• **Task prompt**
Exact reproduction required: the lines below from the line with "filename src/events.rs" to the line with "pub struct PushEvent", both ends included, and no others.

Saved data entries
::::::::::

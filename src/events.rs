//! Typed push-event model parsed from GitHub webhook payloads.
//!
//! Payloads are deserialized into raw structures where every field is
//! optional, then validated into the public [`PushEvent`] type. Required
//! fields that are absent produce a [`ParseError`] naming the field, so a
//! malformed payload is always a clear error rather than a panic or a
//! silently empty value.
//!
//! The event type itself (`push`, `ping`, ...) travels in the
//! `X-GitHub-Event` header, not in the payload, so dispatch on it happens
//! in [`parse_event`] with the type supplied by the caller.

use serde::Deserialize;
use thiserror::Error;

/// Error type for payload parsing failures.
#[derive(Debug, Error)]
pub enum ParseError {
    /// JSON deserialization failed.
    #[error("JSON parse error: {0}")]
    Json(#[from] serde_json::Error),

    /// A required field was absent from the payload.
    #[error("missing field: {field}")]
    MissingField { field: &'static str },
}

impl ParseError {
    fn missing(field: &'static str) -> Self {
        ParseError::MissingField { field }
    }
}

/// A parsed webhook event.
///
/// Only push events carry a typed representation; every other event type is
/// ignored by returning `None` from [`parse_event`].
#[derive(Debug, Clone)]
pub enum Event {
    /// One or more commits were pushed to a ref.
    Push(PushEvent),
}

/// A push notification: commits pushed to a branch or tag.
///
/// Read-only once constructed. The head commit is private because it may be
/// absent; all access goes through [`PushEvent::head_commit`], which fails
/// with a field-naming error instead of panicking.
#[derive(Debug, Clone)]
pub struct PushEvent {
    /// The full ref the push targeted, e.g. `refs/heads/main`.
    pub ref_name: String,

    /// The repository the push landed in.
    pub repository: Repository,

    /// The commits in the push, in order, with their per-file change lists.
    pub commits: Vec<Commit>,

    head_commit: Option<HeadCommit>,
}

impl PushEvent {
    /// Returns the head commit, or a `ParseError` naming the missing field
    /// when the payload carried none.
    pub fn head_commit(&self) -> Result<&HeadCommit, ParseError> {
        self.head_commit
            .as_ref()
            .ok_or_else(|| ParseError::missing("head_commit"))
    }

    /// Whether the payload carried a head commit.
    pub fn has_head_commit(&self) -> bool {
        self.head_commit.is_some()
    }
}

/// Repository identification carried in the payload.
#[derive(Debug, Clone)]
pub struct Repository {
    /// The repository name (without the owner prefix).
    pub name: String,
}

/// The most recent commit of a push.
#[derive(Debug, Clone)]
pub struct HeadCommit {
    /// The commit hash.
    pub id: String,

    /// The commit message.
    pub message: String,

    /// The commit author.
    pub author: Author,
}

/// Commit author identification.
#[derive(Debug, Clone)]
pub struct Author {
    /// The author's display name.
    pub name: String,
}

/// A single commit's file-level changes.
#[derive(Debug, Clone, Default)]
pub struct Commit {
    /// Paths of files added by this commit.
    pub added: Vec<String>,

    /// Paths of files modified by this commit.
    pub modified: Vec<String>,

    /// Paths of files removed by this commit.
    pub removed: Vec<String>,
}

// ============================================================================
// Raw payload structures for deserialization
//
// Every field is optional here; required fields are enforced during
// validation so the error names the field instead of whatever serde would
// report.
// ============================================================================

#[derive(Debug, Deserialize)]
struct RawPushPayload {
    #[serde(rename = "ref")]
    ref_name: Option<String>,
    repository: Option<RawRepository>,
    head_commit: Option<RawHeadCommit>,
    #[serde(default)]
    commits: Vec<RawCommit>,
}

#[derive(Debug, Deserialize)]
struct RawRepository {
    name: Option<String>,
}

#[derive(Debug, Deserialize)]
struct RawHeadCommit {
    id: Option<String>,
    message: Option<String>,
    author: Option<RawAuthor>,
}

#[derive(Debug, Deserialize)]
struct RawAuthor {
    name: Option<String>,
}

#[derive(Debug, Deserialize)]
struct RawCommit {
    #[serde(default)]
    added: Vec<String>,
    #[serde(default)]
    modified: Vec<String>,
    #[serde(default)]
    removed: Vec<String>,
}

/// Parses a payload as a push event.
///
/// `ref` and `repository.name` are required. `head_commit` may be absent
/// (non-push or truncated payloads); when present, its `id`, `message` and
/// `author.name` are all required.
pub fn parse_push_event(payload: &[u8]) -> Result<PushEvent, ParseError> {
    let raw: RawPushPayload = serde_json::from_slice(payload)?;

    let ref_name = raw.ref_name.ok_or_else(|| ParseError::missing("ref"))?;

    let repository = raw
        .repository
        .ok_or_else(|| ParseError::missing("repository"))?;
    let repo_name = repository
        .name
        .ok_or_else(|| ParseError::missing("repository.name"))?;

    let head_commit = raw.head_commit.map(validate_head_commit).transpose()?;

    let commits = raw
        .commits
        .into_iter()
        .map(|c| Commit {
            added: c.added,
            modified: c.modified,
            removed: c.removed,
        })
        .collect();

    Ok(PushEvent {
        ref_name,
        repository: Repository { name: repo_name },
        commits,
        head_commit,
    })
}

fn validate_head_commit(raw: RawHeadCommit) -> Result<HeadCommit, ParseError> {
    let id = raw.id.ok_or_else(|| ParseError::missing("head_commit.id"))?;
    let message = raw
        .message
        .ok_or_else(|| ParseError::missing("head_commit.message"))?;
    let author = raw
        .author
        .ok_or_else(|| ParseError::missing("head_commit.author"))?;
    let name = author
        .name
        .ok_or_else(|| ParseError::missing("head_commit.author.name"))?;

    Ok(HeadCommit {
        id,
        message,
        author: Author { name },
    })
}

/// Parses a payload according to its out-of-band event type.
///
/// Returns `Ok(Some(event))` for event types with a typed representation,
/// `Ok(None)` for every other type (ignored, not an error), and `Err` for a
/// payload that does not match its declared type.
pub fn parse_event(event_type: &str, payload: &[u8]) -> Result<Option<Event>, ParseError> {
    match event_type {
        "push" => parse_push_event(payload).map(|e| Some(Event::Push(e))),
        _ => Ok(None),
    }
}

::::::::::

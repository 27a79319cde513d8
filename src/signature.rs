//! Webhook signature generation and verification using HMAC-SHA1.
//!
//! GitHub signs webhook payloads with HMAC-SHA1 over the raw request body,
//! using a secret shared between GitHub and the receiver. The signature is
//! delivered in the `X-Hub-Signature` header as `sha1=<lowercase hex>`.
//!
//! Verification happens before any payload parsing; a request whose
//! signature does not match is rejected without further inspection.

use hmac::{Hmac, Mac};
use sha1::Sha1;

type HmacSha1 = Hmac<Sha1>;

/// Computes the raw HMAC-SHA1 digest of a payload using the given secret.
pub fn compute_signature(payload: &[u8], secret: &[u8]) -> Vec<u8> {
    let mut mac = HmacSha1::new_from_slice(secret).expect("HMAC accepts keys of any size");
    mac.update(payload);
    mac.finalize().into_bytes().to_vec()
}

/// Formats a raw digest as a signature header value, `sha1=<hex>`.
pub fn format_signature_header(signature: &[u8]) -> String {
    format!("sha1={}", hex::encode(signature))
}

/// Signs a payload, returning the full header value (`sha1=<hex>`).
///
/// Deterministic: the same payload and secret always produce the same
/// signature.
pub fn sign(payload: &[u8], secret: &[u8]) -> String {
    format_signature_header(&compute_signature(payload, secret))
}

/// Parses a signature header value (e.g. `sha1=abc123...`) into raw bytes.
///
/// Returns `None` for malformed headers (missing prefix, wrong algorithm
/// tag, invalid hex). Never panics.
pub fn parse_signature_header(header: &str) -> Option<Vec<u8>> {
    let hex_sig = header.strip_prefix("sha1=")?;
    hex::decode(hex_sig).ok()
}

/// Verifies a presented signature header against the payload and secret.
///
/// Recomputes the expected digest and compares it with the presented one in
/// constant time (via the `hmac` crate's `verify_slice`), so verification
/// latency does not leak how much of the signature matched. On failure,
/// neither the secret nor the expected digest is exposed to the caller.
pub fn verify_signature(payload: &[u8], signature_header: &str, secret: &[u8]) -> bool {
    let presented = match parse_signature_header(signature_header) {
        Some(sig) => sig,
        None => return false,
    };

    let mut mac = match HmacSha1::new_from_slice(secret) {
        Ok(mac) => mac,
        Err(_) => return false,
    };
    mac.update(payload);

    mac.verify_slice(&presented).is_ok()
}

::::::::::

• **Answer box**
filename src/events.rs
//! Typed push-event model parsed from GitHub webhook payloads.
//!
//! Payloads are deserialized into raw structures where every field is
//! optional, then validated into the public [`PushEvent`] type. Required
//! fields that are absent produce a [`ParseError`] naming the field, so a
//! malformed payload is always a clear error rather than a panic or a
//! silently empty value.
//!
//! The event type itself (`push`, `ping`, ...) travels in the
//! `X-GitHub-Event` header, not in the payload, so dispatch on it happens
//! in [`parse_event`] with the type supplied by the caller.

use serde::Deserialize;
use thiserror::Error;

/// Error type for payload parsing failures.
#[derive(Debug, Error)]
pub enum ParseError {
    /// JSON deserialization failed.
    #[error("JSON parse error: {0}")]
    Json(#[from] serde_json::Error),

    /// A required field was absent from the payload.
    #[error("missing field: {field}")]
    MissingField { field: &'static str },
}

impl ParseError {
    fn missing(field: &'static str) -> Self {
        ParseError::MissingField { field }
    }
}

/// A parsed webhook event.
///
/// Only push events carry a typed representation; every other event type is
/// ignored by returning `None` from [`parse_event`].
#[derive(Debug, Clone)]
pub enum Event {
    /// One or more commits were pushed to a ref.
    Push(PushEvent),
}

/// A push notification: commits pushed to a branch or tag.
///
/// Read-only once constructed. The head commit is private because it may be
/// absent; all access goes through [`PushEvent::head_commit`], which fails
/// with a field-naming error instead of panicking.
#[derive(Debug, Clone)]
pub struct PushEvent {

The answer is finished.